Sunday, April 7, 2013

Fight! 48 And I Can Still Hold My Own.


The farm house in Harmony, NC on the day of departure.
The farm house in Harmony, NC on the day of departure.
On April 3, 2013 I packed what belongings I wanted to keep (or could not part with yet) into my car.  It was loaded to overflowing.
There is no more room.
There is no more room.
My car can get no fuller.  It is almost dangerous.
My car can get no fuller. It is almost dangerous.
Why can I not part with this stuff?
Why can I not part with this stuff?
On April 4, 2013 I kissed and bid farewell to the brother and family.  Leaving behind my queen sized mattress (nephews fighting over who gets it), 40″ flat screen t.v. (ode to my football fetish and a happy birthday to my brother), huge sections of wire racks that I kept my crafts supplies on, half my clothes burned in the trash fire, and a donation box to the church.  I hit the road first to Greensboro to stop and see Jon at his primary job (we cannot say the name) then on to Abner to stay with a friend (so I thought).  Wonder of wonders I feel that it is going to be a good day, sleet and all.
Entering Greensboro, NC
Entering Greensboro, NC
Now understand that I did not know this person (“friend”) really well, but I had known her as a peripheral friend for some years, had her on my facebook friends list, played Words all the time, thought she was a decent mother and house keeper.  Little did I know.  Well I arrived and was shown my room. It was lovely.  We went shopping and bought new pillows and some foods that I eat (clean eater, mostly).  Now I am supposed to be staying here for the next two months for free per her invitation.  First night down, next day is Friday April 5, 2013 and I am busy pulling stuff in and out of the car getting out what I need and arranging my room, when I am invited to go out for dinner, drinks, and pool game for her birthday.
So, cut away to the night and I am with the friend and her boyfriend at a local restaurant having drinks and more drinks and no food.  Everything is happy except she does not like a girl with one of their friends.  Mind you I am 48 with a clean record, I do not get involved in such matters.  I give my opinion and let it go.  Finally, we move to the pool hall where we meet more people, because by this time “friend” is slammed getting loud and overly friendly up in everybody’s business.  I am thinking “boyfriend” will handle this.  Well from there, things got worse and she ruined someone else’s night then got mad at “boyfriend” and took off walking up a dark country highway.  Mean while I am playing pool by myself when “boyfriend” comes and gets me and says we have to find her.  Okay, I am ready to hit the hay, anyway.  I am not an all night partier and normally I do not get drunk.  OOOOOOPPPPSS!!

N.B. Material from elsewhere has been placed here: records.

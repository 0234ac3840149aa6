#![cfg(feature = "dev")]
//! Tests for the flat output layouts and input views.
//!
//! ## Test Organization
//!
//! 1. **Accumulator Layout** - offsets, Y inversion, bijection
//! 2. **Counts Layout** - offsets and bijection
//! 3. **Displacement Views** - series-major and time-major access
//! 4. **Cell Buffers** - scratch accumulation and scatter

use residual_grid::internals::primitives::bins::{DistanceBin, Slot};
use residual_grid::internals::primitives::buffer::{CellBuffer, CellOutput, GridBuffer};
use residual_grid::internals::primitives::inputs::{DisplacementLayout, Displacements};
use residual_grid::internals::primitives::layout::{AccumulatorLayout, CountsLayout, GridShape};

// ============================================================================
// Accumulator Layout Tests
// ============================================================================

#[test]
fn test_accumulator_offset_formula() {
    let shape = GridShape::new(3, 4, 2, 5);
    let layout = AccumulatorLayout::new(shape);

    // (Sy-1-gy) + gx*Sy + s*Sy*Sx + a*Sy*Sx*Ss + slot*Sy*Sx*Ss*Sa
    let expected = (4 - 1 - 1) + 2 * 4 + 4 * 3 + 3 * (4 * 3 * 2) + 3 * (4 * 3 * 2 * 5);
    assert_eq!(layout.offset(2, 1, 1, 3, Slot::Average), expected);
    assert_eq!(layout.offset(0, 3, 0, 0, Slot::NEAR), 0);
    assert_eq!(layout.offset(0, 0, 0, 0, Slot::NEAR), 3);
}

#[test]
fn test_accumulator_offsets_are_a_bijection() {
    let shape = GridShape::new(3, 2, 4, 2);
    let layout = AccumulatorLayout::new(shape);
    let mut seen = vec![false; layout.len()];

    for s in 0..shape.sigma {
        for gx in 0..shape.x {
            for gy in 0..shape.y {
                for a in 0..shape.amplitude {
                    for slot in [Slot::NEAR, Slot::MID, Slot::FAR, Slot::Average] {
                        let idx = layout.offset(gx, gy, s, a, slot);
                        assert!(!seen[idx], "offset {} visited twice", idx);
                        seen[idx] = true;
                    }
                }
            }
        }
    }
    assert!(seen.iter().all(|&v| v));
}

#[test]
fn test_layout_dims_and_len() {
    let shape = GridShape::new(3, 2, 4, 5);
    assert_eq!(shape.cell_count(), 24);
    assert_eq!(AccumulatorLayout::new(shape).dims(), [2, 3, 4, 5, 4]);
    assert_eq!(AccumulatorLayout::new(shape).len(), 2 * 3 * 4 * 5 * 4);
    assert_eq!(CountsLayout::new(shape).dims(), [2, 3, 4, 3]);
    assert_eq!(CountsLayout::new(shape).len(), 2 * 3 * 4 * 3);
}

#[test]
fn test_empty_shape() {
    assert!(GridShape::new(0, 3, 3, 3).is_empty());
    assert!(GridShape::new(3, 3, 3, 0).is_empty());
    assert!(!GridShape::new(1, 1, 1, 1).is_empty());
    assert_eq!(AccumulatorLayout::new(GridShape::new(2, 2, 2, 0)).len(), 0);
    assert_eq!(CountsLayout::new(GridShape::new(2, 2, 2, 0)).len(), 24);
}

// ============================================================================
// Counts Layout Tests
// ============================================================================

#[test]
fn test_counts_offset_formula() {
    let shape = GridShape::new(3, 4, 2, 5);
    let layout = CountsLayout::new(shape);

    // (Sy-1-gy) + gx*Sy + s*Sy*Sx + bin*Sy*Sx*Ss
    let expected = (4 - 1 - 2) + 4 + 4 * 3 + 2 * (4 * 3 * 2);
    assert_eq!(layout.offset(1, 2, 1, DistanceBin::Far), expected);
}

#[test]
fn test_counts_offsets_are_a_bijection() {
    let shape = GridShape::new(2, 5, 3, 1);
    let layout = CountsLayout::new(shape);
    let mut seen = vec![false; layout.len()];

    for s in 0..shape.sigma {
        for gx in 0..shape.x {
            for gy in 0..shape.y {
                for bin in DistanceBin::ALL {
                    let idx = layout.offset(gx, gy, s, bin);
                    assert!(!seen[idx]);
                    seen[idx] = true;
                }
            }
        }
    }
    assert!(seen.iter().all(|&v| v));
}

// ============================================================================
// Displacement View Tests
// ============================================================================

#[test]
fn test_displacement_views_agree() {
    // 3 times x 2 observations; value = 10 * k + i
    let series_major = [0.0, 10.0, 20.0, 1.0, 11.0, 21.0];
    let time_major = [0.0, 1.0, 10.0, 11.0, 20.0, 21.0];

    let a = Displacements::new(&series_major, 3, 2, DisplacementLayout::SeriesMajor);
    let b = Displacements::new(&time_major, 3, 2, DisplacementLayout::TimeMajor);

    for i in 0..2 {
        let sa: Vec<f64> = a.series(i).collect();
        let sb: Vec<f64> = b.series(i).collect();
        assert_eq!(sa, sb);
        let expected: Vec<f64> = (0..3).map(|k| (10 * k + i) as f64).collect();
        assert_eq!(sa, expected);
    }
    assert_eq!(DisplacementLayout::default(), DisplacementLayout::SeriesMajor);
}

// ============================================================================
// Cell Buffer Tests
// ============================================================================

#[test]
fn test_cell_buffer_accumulates_and_clears() {
    let mut buffer = CellBuffer::<f64>::new(2);
    buffer.increment(DistanceBin::Mid);
    buffer.increment(DistanceBin::Mid);
    buffer.add(1, DistanceBin::Mid, 0.25);
    buffer.add(1, DistanceBin::Mid, 0.5);

    assert_eq!(buffer.counts(), [0, 2, 0]);
    assert_eq!(buffer.sum(1, DistanceBin::Mid), 0.75);
    assert_eq!(buffer.sum(0, DistanceBin::Mid), 0.0);
    assert_eq!(buffer.amplitudes(), 2);

    buffer.clear();
    assert_eq!(buffer.counts(), [0, 0, 0]);
    assert_eq!(buffer.sum(1, DistanceBin::Mid), 0.0);
    assert_eq!(buffer.amplitudes(), 2);
}

#[test]
fn test_grid_buffer_scatter() {
    let shape = GridShape::new(1, 2, 1, 1);
    let mut grid = GridBuffer::<f64>::zeroed(shape);
    assert!(grid.accumulator.iter().all(|&v| v == 0.0));

    grid.write_cell(&CellOutput {
        gx: 0,
        gy: 0,
        s: 0,
        counts: [4, 5, 6],
        values: vec![[0.1, 0.2, 0.3, 0.2]],
    });

    let (accumulator, counts) = grid.into_parts();
    // gy = 0 is stored at row Sy - 1 = 1
    assert_eq!(counts, vec![0, 4, 0, 5, 0, 6]);
    assert_eq!(accumulator, vec![0.0, 0.1, 0.0, 0.2, 0.0, 0.3, 0.0, 0.2]);
}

Yes, we finally find her and she is combative and will not get in the car.  I thought I was handling her easy and manipulating her into the car.  Stupid me, should have told “boyfriend” no and made him get her.  In short, I got her into the car kicking, screaming, and threatening me.  In the car she is hitting me and the boyfriend and just dangerous to drive with.  I tell “boyfriend” to stop and let her out.  I get out with her so I can keep her from doing something stupid, like walking out into traffic.  All the while I am thinking to myself that I am breaking my primary rule of dealing with alcoholics and drunks.  Which is I do not deal with alcoholics and drunks!
Well, when I got out of the car to look after “my friend” she grabs my hair, yanks my head down to waist level and starts hitting me in the head.  What am I suppose to do?  Training takes over, even after a few drinks.  I through four punches over my head and connect with something, we go to the ground where she is still pulling my hair but I have her wrists and can hold her down.  After a couple of seconds I let her up, get in the car, tell “boyfriend” to call the cops for her, and take me to the house so I can get my stuff and leave.  What does he do?  Drives up the road half a mile and sits there and waits.  I am thinking I am screwed.  The police show up, they find her, and then preceed to tell me that she and I are going to jail unless we can go home to separate rooms and behave.  Okay, I am good for that.  Nope, we get in the car and she starts telling me she is going to take care of me.  Tomorrow she is taking out charges and I am going to prison.  Can you say Dr. Jekyl and Mr. Hyde?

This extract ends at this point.